X = X.dropna(subset=[sensitive_col])



{'uci_id': 222, 'name': 'Bank Marketing', 'repository_url': 'https://archive.ics.uci.edu/dataset/222/bank+marketing', 'data_url': 'https://archive.ics.uci.edu/static/public/222/data.csv', 'abstract': 'The data is related with direct marketing campaigns (phone calls) of a Portuguese banking institution. The classification goal is to predict if the client will subscribe a term deposit (variable y).', 'area': 'Business', 'tasks': ['Classification'], 'characteristics': ['Multivariate'], 'num_instances': 45211, 'num_features': 16, 'feature_types': ['Categorical', 'Integer'], 'demographics': ['Age', 'Occupation', 'Marital Status', 'Education Level'], 'target_col': ['y'], 'index_col': None, 'has_missing_values': 'yes', 'missing_values_symbol': 'NaN', 'year_of_dataset_creation': 2014, 'last_updated': 'Fri Aug 18 2023', 'dataset_doi': '10.24432/C5K306', 'creators': ['S. Moro', 'P. Rita', 'P. Cortez'], 'intro_paper': {'ID': 277, 'type': 'NATIVE', 'title': 'A data-driven approach to predict the s

### Data Preprocessing
In this section, we prepare the dataset for model training. This includes:
- Handling missing values.
- Defining the **middle-aged** attribute (`25 <= age <= 60`) as the sensitive feature.
- Encoding categorical variables.
- Splitting the dataset into training and testing sets.


### Impute Nan Values

Imputes numeric Nan values with column mean and Nans in categorical columns with column mode

In [3]:
# Define categorical columns based on dataset description
categorical_cols = ['job', 'marital', 'education', 'default', 'housing', 
                    'loan', 'contact', 'month', 'poutcome']

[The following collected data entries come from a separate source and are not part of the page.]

impl Decorations {
    /// Decoration ops for page `number` (1-based) of `total`
    pub fn page_ops(&self, number: usize, total: usize, geometry: &PageGeometry, images: &ImageStore) -> Vec<DrawOp> {
        if number == 1 {
            self.header_band(geometry, images)
        } else {
            let mut ops = self.running_header(geometry, images);
            ops.extend(self.footer(number, total, geometry, images));
            ops
        }
    }

    /// First-page band: logo on the left, captions and label/value pairs
    /// on the right
    fn header_band(&self, geometry: &PageGeometry, images: &ImageStore) -> Vec<DrawOp> {
        let mut ops = Vec::new();
        let bottom = geometry.height - 1.2 * INCH;
        let left = 0.75 * INCH;
        let right = geometry.width - 0.75 * INCH;
        let logo_column = (geometry.width - 1.5 * INCH) / 3.0;
        let band_height = geometry.height * 0.07;

        if let Some(op) = fitted_image(self.logo, images, left, bottom, logo_column, band_height) {
            ops.push(op);
        }

        let mut baseline = bottom + band_height - BAND_CAPTION_SIZE;
        for caption in &self.header.captions {
            ops.push(DrawOp::text(right, baseline, Font::Bold, BAND_CAPTION_SIZE, Rgb::BLACK, caption, Align::Right));
            baseline -= BAND_CAPTION_SIZE * 1.25;
        }

        let text_left = left + logo_column + 12.0;
        let half = (right - text_left) / 2.0;
        for row in self.header.pair_rows() {
            for (i, (label, value)) in row.iter().enumerate() {
                let x = text_left + half * i as f64;
                ops.push(DrawOp::text(x, baseline, Font::Bold, BAND_PAIR_SIZE, LABEL_COLOR, label, Align::Left));
                let value_x = x + text_width(Font::Bold, BAND_PAIR_SIZE, label) + 2.0;
                ops.push(DrawOp::text(value_x, baseline, Font::Regular, BAND_PAIR_SIZE, VALUE_COLOR, value.trim(), Align::Left));
            }
            baseline -= BAND_PAIR_SIZE * 1.3;
        }

        ops
    }

    /// Two logos with the header info centred between them
    fn running_header(&self, geometry: &PageGeometry, images: &ImageStore) -> Vec<DrawOp> {
        let mut ops = Vec::new();
        let y = geometry.height - 50.0;
        let left = geometry.width * 0.0324;
        let right_logo = geometry.width - 108.0;

        ops.extend(fitted_image(self.logo, images, left, y, 100.0, 20.0));
        ops.extend(fitted_image(self.cover_logo, images, right_logo, y, 100.0, 30.0));

        let center = (left + 100.0 + right_logo) / 2.0;
        let lines = self.header.captions.iter().cloned().chain(self.header.pair_rows().into_iter().map(|row| {
            row.iter()
                .map(|(label, value)| format!("{} {}", label, value.trim()))
                .collect::<Vec<_>>()
                .join("   ")
        }));

        let mut baseline = geometry.height - 12.0 - RUNNING_HEADER_SIZE;
        for line in lines {
            ops.push(DrawOp::text(center, baseline, Font::Regular, RUNNING_HEADER_SIZE, Rgb::BLACK, &line, Align::Center));
            baseline -= RUNNING_HEADER_SIZE * 1.25;
        }
        ops
    }

    /// Rule, logo strip and page number
    fn footer(&self, number: usize, total: usize, geometry: &PageGeometry, images: &ImageStore) -> Vec<DrawOp> {
        let rule_y = geometry.height * 0.10;
        let mut ops = vec![DrawOp::line(
            (geometry.width * 0.05, rule_y),
            (geometry.width * 0.95, rule_y),
            1.0,
            Rgb::BLACK,
        )];

        ops.extend(fitted_image(self.cover_logo, images, geometry.width * 0.05, rule_y - 32.0, 120.0, 26.0));

        ops.push(DrawOp::text(
            geometry.width * 0.85,
            geometry.height * 0.065,
            Font::Serif,
            PAGE_NUMBER_SIZE,
            Rgb::BLACK,
            &page_label(number, total),
            Align::Left,
        ));
        ops
    }
}
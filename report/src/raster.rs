//! RGB rasters embedded in reports
//!
//! Logos and chart plot areas are kept as plain 8-bit RGB buffers and
//! written to the PDF as DeviceRGB image XObjects.

use std::fs;
use std::path::Path;
use image::{DynamicImage, RgbImage};
use log::{debug, warn};

use crate::error::{ReportError, Result};

/// 8-bit RGB pixel buffer, rows top to bottom
#[derive(Debug, Clone, PartialEq, Eq)]
pub struct Raster {
    /// Width in pixels
    pub width: u32,

    /// Height in pixels
    pub height: u32,

    /// `width * height * 3` bytes
    pub pixels: Vec<u8>,
}

impl Raster {
    /// Wrap a pixel buffer, checking its length
    pub fn new(width: u32, height: u32, pixels: Vec<u8>) -> Result<Self> {
        let expected = width as usize * height as usize * 3;
        if pixels.len() != expected || expected == 0 {
            return Err(ReportError::Render(format!(
                "raster of {}x{} needs {} bytes, got {}",
                width,
                height,
                expected,
                pixels.len()
            )));
        }
        Ok(Raster { width, height, pixels })
    }

    /// Convert a decoded image, compositing transparency onto white
    pub fn from_image(image: &DynamicImage) -> Self {
        let rgba = image.to_rgba8();
        let (width, height) = rgba.dimensions();
        let mut pixels = Vec::with_capacity(width as usize * height as usize * 3);

        for px in rgba.pixels() {
            let [r, g, b, a] = px.0;
            let alpha = u32::from(a);
            for channel in [r, g, b] {
                let blended = (u32::from(channel) * alpha + 255 * (255 - alpha) + 127) / 255;
                pixels.push(blended as u8);
            }
        }

        Raster { width, height, pixels }
    }

    /// Decode an image file
    pub fn load(path: &Path) -> Result<Self> {
        let data = fs::read(path)?;
        let image = image::load_from_memory(&data)?;
        debug!("Loaded image {} ({}x{})", path.display(), image.width(), image.height());
        Ok(Self::from_image(&image))
    }

    /// Decode an image file, logging and returning None when it cannot be used
    pub fn load_optional(path: &Path) -> Option<Self> {
        match Self::load(path) {
            Ok(raster) => Some(raster),
            Err(e) => {
                warn!("Skipping image {}: {}", path.display(), e);
                None
            }
        }
    }

    /// Width over height
    pub fn aspect(&self) -> f64 {
        f64::from(self.width) / f64::from(self.height)
    }

    /// Size that fits inside `max_width` x `max_height` keeping the aspect
    /// ratio
    pub fn fit(&self, max_width: f64, max_height: f64) -> (f64, f64) {
        let aspect = self.aspect();
        if max_width / max_height > aspect {
            (max_height * aspect, max_height)
        } else {
            (max_width, max_width / aspect)
        }
    }

    /// Write the raster as a PNG file
    pub fn save_png(&self, path: &Path) -> Result<()> {
        let image = RgbImage::from_raw(self.width, self.height, self.pixels.clone())
            .ok_or_else(|| ReportError::Render("pixel buffer does not match raster size".to_string()))?;
        image.save_with_format(path, image::ImageFormat::Png)?;
        debug!("Saved {}", path.display());
        Ok(())
    }
}

/// Handle of an image registered in an [`ImageStore`]
#[derive(Debug, Clone, Copy, PartialEq, Eq, Hash)]
pub struct ImageId(pub usize);

impl ImageId {
    /// Resource name the image is registered under
    pub fn resource_name(&self) -> String {
        format!("Im{}", self.0)
    }
}

/// Images referenced by a document's pages
#[derive(Debug, Clone, Default)]
pub struct ImageStore {
    images: Vec<Raster>,
}

impl ImageStore {
    /// Create an empty store
    pub fn new() -> Self {
        Self::default()
    }

    /// Register an image
    pub fn add(&mut self, raster: Raster) -> ImageId {
        self.images.push(raster);
        ImageId(self.images.len() - 1)
    }

    /// Look up an image
    pub fn get(&self, id: ImageId) -> Option<&Raster> {
        self.images.get(id.0)
    }

    /// Registered images in id order
    pub fn iter(&self) -> impl Iterator<Item = (ImageId, &Raster)> {
        self.images.iter().enumerate().map(|(i, r)| (ImageId(i), r))
    }

    /// Number of images
    pub fn len(&self) -> usize {
        self.images.len()
    }

    /// Whether no image is registered
    pub fn is_empty(&self) -> bool {
        self.images.is_empty()
    }
}
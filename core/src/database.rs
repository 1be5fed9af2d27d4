//! Test database access
//!
//! A [`TestDatabase`] is a read-only SQLite connection scoped to a single
//! operation. The connection is closed when the handle is dropped.

use std::path::{Path, PathBuf};
use log::debug;
use rusqlite::{Connection, OpenFlags};

use crate::error::{to_database_error, CoreError, Result};
use crate::matcher::{classify, TableRole};
use crate::models::{RawTable, Value};
use crate::utils::string::StringUtils;

/// File extensions accepted as test databases
pub const VALID_DATABASE_EXTENSIONS: [&str; 3] = [".sqlite", ".db", ".sql"];

/// Reject paths whose extension is not a database extension
pub fn validate_database_path(path: &Path) -> Result<()> {
    let ext = StringUtils::extension_of(&path.to_string_lossy());
    match ext {
        Some(ext) if VALID_DATABASE_EXTENSIONS.contains(&ext.as_str()) => Ok(()),
        _ => Err(CoreError::InvalidDatabaseFile {
            path: path.display().to_string(),
            reason: format!("extension must be one of {:?}", VALID_DATABASE_EXTENSIONS),
        }),
    }
}

/// Read-only handle on a test database
#[derive(Debug)]
pub struct TestDatabase {
    /// Path the database was opened from
    path: PathBuf,

    /// SQLite connection
    conn: Connection,
}

impl TestDatabase {
    /// Open a database file read-only
    pub fn open(path: impl AsRef<Path>) -> Result<Self> {
        let path = path.as_ref();
        validate_database_path(path)?;

        let display = path.display().to_string();
        let conn = Connection::open_with_flags(path, OpenFlags::SQLITE_OPEN_READ_ONLY)
            .map_err(|e| to_database_error(&display, e))?;

        let db = TestDatabase {
            path: path.to_path_buf(),
            conn,
        };

        // Opening is lazy; touch the schema so non-database files fail here
        db.table_names()?;
        debug!("Opened test database {}", display);
        Ok(db)
    }

    /// Path of the database file
    pub fn path(&self) -> &Path {
        &self.path
    }

    /// Names of all user tables, in creation order
    pub fn table_names(&self) -> Result<Vec<String>> {
        let path = self.path.display().to_string();
        let mut stmt = self
            .conn
            .prepare("SELECT name FROM sqlite_master WHERE type = 'table' ORDER BY rowid")
            .map_err(|e| to_database_error(&path, e))?;

        let names = stmt
            .query_map([], |row| row.get::<_, String>(0))
            .map_err(|e| to_database_error(&path, e))?
            .collect::<rusqlite::Result<Vec<_>>>()
            .map_err(|e| to_database_error(&path, e))?;

        Ok(names)
    }

    /// Every table paired with its role
    pub fn classified_tables(&self) -> Result<Vec<(String, TableRole)>> {
        Ok(self
            .table_names()?
            .into_iter()
            .map(|name| {
                let role = classify(&name);
                (name, role)
            })
            .collect())
    }

    /// Read a whole table into memory
    pub fn read_table(&self, name: &str) -> Result<RawTable> {
        self.read_table_raw(name)
            .map_err(|e| to_database_error(&self.path.display().to_string(), format!("{}: {}", name, e)))
    }

    fn read_table_raw(&self, name: &str) -> rusqlite::Result<RawTable> {
        let sql = format!("SELECT * FROM {}", quote_identifier(name));
        let mut stmt = self.conn.prepare(&sql)?;
        let columns: Vec<String> = stmt.column_names().iter().map(|c| c.to_string()).collect();
        let width = columns.len();

        let mut rows = Vec::new();
        let mut cursor = stmt.query([])?;
        while let Some(row) = cursor.next()? {
            let mut cells = Vec::with_capacity(width);
            for i in 0..width {
                cells.push(Value::from(row.get_ref(i)?));
            }
            rows.push(cells);
        }

        debug!("Read {} rows from table {}", rows.len(), name);
        Ok(RawTable::new(name, columns, rows))
    }
}

/// Quote an SQL identifier, doubling embedded quotes
fn quote_identifier(name: &str) -> String {
    format!("\"{}\"", name.replace('"', "\"\""))
}
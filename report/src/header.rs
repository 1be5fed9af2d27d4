//! Header info file
//!
//! The header band of every report shows a few lines of laboratory contact
//! details read from a plain text file:
//!
//! ```text
//! Alarge Test Laboratuvari
//! Adres: Organize Sanayi Bolgesi
//! Tel: +90 000 000 00 00
//! ```
//!
//! The first line is a caption. Each later line is split at its first colon
//! into a label (which keeps the colon) and a value; lines without a colon
//! become extra captions.

use std::fs;
use std::path::Path;
use log::{debug, warn};

/// Parsed header info
#[derive(Debug, Clone, Default, PartialEq, Eq)]
pub struct HeaderInfo {
    /// Caption lines, in file order
    pub captions: Vec<String>,

    /// Label/value pairs, in file order
    pub pairs: Vec<(String, String)>,
}

impl HeaderInfo {
    /// Parse header info text
    pub fn parse(text: &str) -> Self {
        let mut info = HeaderInfo::default();

        for (i, line) in text.lines().enumerate() {
            let line = line.trim();
            if i == 0 {
                info.captions.push(line.to_string());
                continue;
            }
            if line.is_empty() {
                continue;
            }

            match line.split_once(':') {
                Some((label, value)) => info
                    .pairs
                    .push((format!("{}:", label), value.to_string())),
                None => info.captions.push(line.to_string()),
            }
        }

        info
    }

    /// Load header info from `path`; a missing or unreadable file gives an
    /// empty header
    pub fn load(path: &Path) -> Self {
        match fs::read_to_string(path) {
            Ok(text) => {
                debug!("Loaded header info from {}", path.display());
                Self::parse(&text)
            }
            Err(e) => {
                warn!("Header info file {} unavailable: {}", path.display(), e);
                HeaderInfo::default()
            }
        }
    }

    /// Whether there is nothing to print
    pub fn is_empty(&self) -> bool {
        self.captions.iter().all(|c| c.is_empty()) && self.pairs.is_empty()
    }

    /// Pairs grouped two per row; an odd last pair stands alone
    pub fn pair_rows(&self) -> Vec<&[(String, String)]> {
        self.pairs.chunks(2).collect()
    }
}

#[cfg(test)]
mod tests {
    use super::*;
    use tempfile::TempDir;

    #[test]
    fn test_parse() {
        let info = HeaderInfo::parse(
            "Alarge Test Lab\nAdres: OSB 3. Cadde\n\nTel: +90 212 000\nISO 17025\nWeb: http://example.com\n",
        );
        assert_eq!(info.captions, vec!["Alarge Test Lab", "ISO 17025"]);
        assert_eq!(info.pairs.len(), 3);
        assert_eq!(info.pairs[0], ("Adres:".to_string(), " OSB 3. Cadde".to_string()));
        // split on the first colon only
        assert_eq!(info.pairs[2], ("Web:".to_string(), " http://example.com".to_string()));

        let rows = info.pair_rows();
        assert_eq!(rows.len(), 2);
        assert_eq!(rows[1].len(), 1);
    }

    #[test]
    fn test_first_line_is_caption_even_with_colon() {
        let info = HeaderInfo::parse("Lab: Main\nTel: 1");
        assert_eq!(info.captions, vec!["Lab: Main"]);
        assert_eq!(info.pairs.len(), 1);
    }

    #[test]
    fn test_load_missing_file() {
        let dir = TempDir::new().unwrap();
        let info = HeaderInfo::load(&dir.path().join("headerInfo.txt"));
        assert!(info.is_empty());
    }

    #[test]
    fn test_load_file() {
        let dir = TempDir::new().unwrap();
        let path = dir.path().join("headerInfo.txt");
        fs::write(&path, "Caption\nA: 1\nB: 2\n").unwrap();
        let info = HeaderInfo::load(&path);
        assert_eq!(info.captions, vec!["Caption"]);
        assert_eq!(info.pair_rows().len(), 1);
    }
}
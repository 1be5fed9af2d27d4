//! Configuration for the lab report toolkit
//!
//! This module provides configuration options shared by the library crates
//! and the command-line tool: report resources, chart settings, fuzzy
//! matching and client-side files.

use std::path::PathBuf;
use serde::{Serialize, Deserialize};

use crate::error::{to_config_error, CoreError, Result};
use crate::models::DEFAULT_FUZZY_THRESHOLD;
use crate::transform::smoothing::{SmoothingParams, DEFAULT_POLYORDER, DEFAULT_WINDOW};

/// Report configuration
#[derive(Debug, Clone, Serialize, Deserialize)]
#[serde(default)]
pub struct ReportConfig {
    /// Directory reports are written to
    pub reports_dir: PathBuf,

    /// Directory holding logos and the header info file
    pub resources_dir: PathBuf,

    /// Logo used in the first-page header band and the running header
    pub logo: String,

    /// Large cover logo, also used in the running header
    pub cover_logo: String,

    /// Header info file name
    pub header_info: String,

    /// Title printed above the info table
    pub title: String,

    /// Summary paragraph on the cover page
    pub cover_text: String,
}

impl Default for ReportConfig {
    fn default() -> Self {
        ReportConfig {
            reports_dir: PathBuf::from("reports"),
            resources_dir: PathBuf::from("resources"),
            logo: "logo.png".to_string(),
            cover_logo: "logo2.png".to_string(),
            header_info: "headerInfo.txt".to_string(),
            title: "ALARGE TEST RAPORU".to_string(),
            cover_text: "PLACEHOLDER PARAGRAPH".to_string(),
        }
    }
}

impl ReportConfig {
    /// Path of the header band logo
    pub fn logo_path(&self) -> PathBuf {
        self.resources_dir.join(&self.logo)
    }

    /// Path of the cover logo
    pub fn cover_logo_path(&self) -> PathBuf {
        self.resources_dir.join(&self.cover_logo)
    }

    /// Path of the header info file
    pub fn header_info_path(&self) -> PathBuf {
        self.resources_dir.join(&self.header_info)
    }
}

/// Chart configuration
#[derive(Debug, Clone, Serialize, Deserialize)]
#[serde(default)]
pub struct VisualizationConfig {
    /// Savitzky-Golay window length
    pub smoothing_window: usize,

    /// Savitzky-Golay polynomial order
    pub smoothing_polyorder: usize,

    /// Width of exported chart images in pixels
    pub plot_width: u32,

    /// Height of exported chart images in pixels
    pub plot_height: u32,
}

impl Default for VisualizationConfig {
    fn default() -> Self {
        VisualizationConfig {
            smoothing_window: DEFAULT_WINDOW,
            smoothing_polyorder: DEFAULT_POLYORDER,
            plot_width: 800,
            plot_height: 600,
        }
    }
}

impl VisualizationConfig {
    /// Smoothing parameters
    pub fn smoothing(&self) -> SmoothingParams {
        SmoothingParams {
            window: self.smoothing_window,
            polyorder: self.smoothing_polyorder,
        }
    }
}

/// Matching configuration
#[derive(Debug, Clone, Serialize, Deserialize)]
#[serde(default)]
pub struct MatchingConfig {
    /// Similarity needed to accept a misspelled test type, 0.0 to 1.0
    pub fuzzy_threshold: f64,
}

impl Default for MatchingConfig {
    fn default() -> Self {
        MatchingConfig {
            fuzzy_threshold: DEFAULT_FUZZY_THRESHOLD,
        }
    }
}

/// Client configuration
#[derive(Debug, Clone, Serialize, Deserialize)]
#[serde(default)]
pub struct ClientConfig {
    /// Saved remote credentials
    pub credentials_file: PathBuf,

    /// Directory scanned for databases and receiving fetched files
    pub databases_dir: PathBuf,
}

impl Default for ClientConfig {
    fn default() -> Self {
        ClientConfig {
            credentials_file: PathBuf::from("saved_user.txt"),
            databases_dir: PathBuf::from("databases"),
        }
    }
}

/// Toolkit configuration
#[derive(Debug, Clone, Serialize, Deserialize)]
#[serde(default)]
pub struct LabConfig {
    /// Report configuration
    pub report: ReportConfig,

    /// Chart configuration
    pub visualization: VisualizationConfig,

    /// Matching configuration
    pub matching: MatchingConfig,

    /// Client configuration
    pub client: ClientConfig,

    /// Log level
    pub log_level: String,
}

impl Default for LabConfig {
    fn default() -> Self {
        LabConfig {
            report: ReportConfig::default(),
            visualization: VisualizationConfig::default(),
            matching: MatchingConfig::default(),
            client: ClientConfig::default(),
            log_level: "info".to_string(),
        }
    }
}

impl LabConfig {
    /// Create a new configuration with default values
    pub fn new() -> Self {
        Self::default()
    }

    /// Load configuration from a JSON file
    pub fn from_file(path: &str) -> Result<Self> {
        let file = std::fs::File::open(path).map_err(CoreError::IoError)?;
        let config: LabConfig = serde_json::from_reader(file).map_err(CoreError::JsonError)?;
        config.validate()?;
        Ok(config)
    }

    /// Save configuration to a JSON file
    pub fn to_file(&self, path: &str) -> Result<()> {
        let file = std::fs::File::create(path).map_err(CoreError::IoError)?;
        serde_json::to_writer_pretty(file, self).map_err(CoreError::JsonError)?;
        Ok(())
    }

    /// Check value ranges
    pub fn validate(&self) -> Result<()> {
        let threshold = self.matching.fuzzy_threshold;
        if !(0.0..=1.0).contains(&threshold) {
            return Err(to_config_error(format!(
                "fuzzy_threshold must be within 0.0..=1.0, got {}",
                threshold
            )));
        }
        if self.visualization.smoothing_window < 3 {
            return Err(to_config_error("smoothing_window must be at least 3"));
        }
        if self.visualization.plot_width == 0 || self.visualization.plot_height == 0 {
            return Err(to_config_error("plot size must be non-zero"));
        }
        Ok(())
    }

    /// Create a development configuration
    pub fn development() -> Self {
        let mut config = Self::default();
        config.log_level = "debug".to_string();
        config
    }

    /// Create a production configuration
    pub fn production() -> Self {
        let mut config = Self::default();
        config.log_level = "warn".to_string();
        config
    }

    /// Create a testing configuration
    pub fn testing() -> Self {
        let mut config = Self::default();
        config.log_level = "debug".to_string();
        config.visualization.plot_width = 320;
        config.visualization.plot_height = 240;
        config
    }
}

# Define numeric columns by excluding categorical and target columns
numeric_cols = [col for col in X.columns if col not in categorical_cols + ['y']]

print("Numeric columns:", numeric_cols)
print("Categorical columns:", categorical_cols)

# Convert numeric columns to numeric dtype (forcing non-numeric values to NaN)
X_numeric = X[numeric_cols].apply(lambda col: pd.to_numeric(col, errors='coerce'))

# Fill missing values in numeric columns with the mean of each column.
X_numeric = X_numeric.fillna(X_numeric.mean())

# For categorical columns, filter out any with high cardinality (e.g., >20 unique values)
max_unique_threshold = 20
filtered_categorical_cols = [col for col in categorical_cols if X[col].nunique() <= max_unique_threshold]
print("Filtered Categorical columns (<=20 unique values):", filtered_categorical_cols)

# Process categorical columns: fill missing values with the mode.
X_categorical = X[filtered_categorical_cols].copy()
for col in filtered_categorical_cols:
    X_categorical[col] = X_categorical[col].fillna(X_categorical[col].mode()[0])




Numeric columns: ['age', 'balance', 'day_of_week', 'duration', 'campaign', 'pdays', 'previous', 'middle_aged']
Categorical columns: ['job', 'marital', 'education', 'default', 'housing', 'loan', 'contact', 'month', 'poutcome']
Filtered Categorical columns (<=20 unique values): ['job', 'marital', 'education', 'default', 'housing', 'loan', 'contact', 'month', 'poutcome']


### Handling Missing Values & Encoding
We process missing values by:
- Imputing numeric columns with their mean.
- Filling missing values in categorical columns with the most frequent value.

Categorical variables are encoded using **one-hot encoding**, ensuring they can be used in machine learning models.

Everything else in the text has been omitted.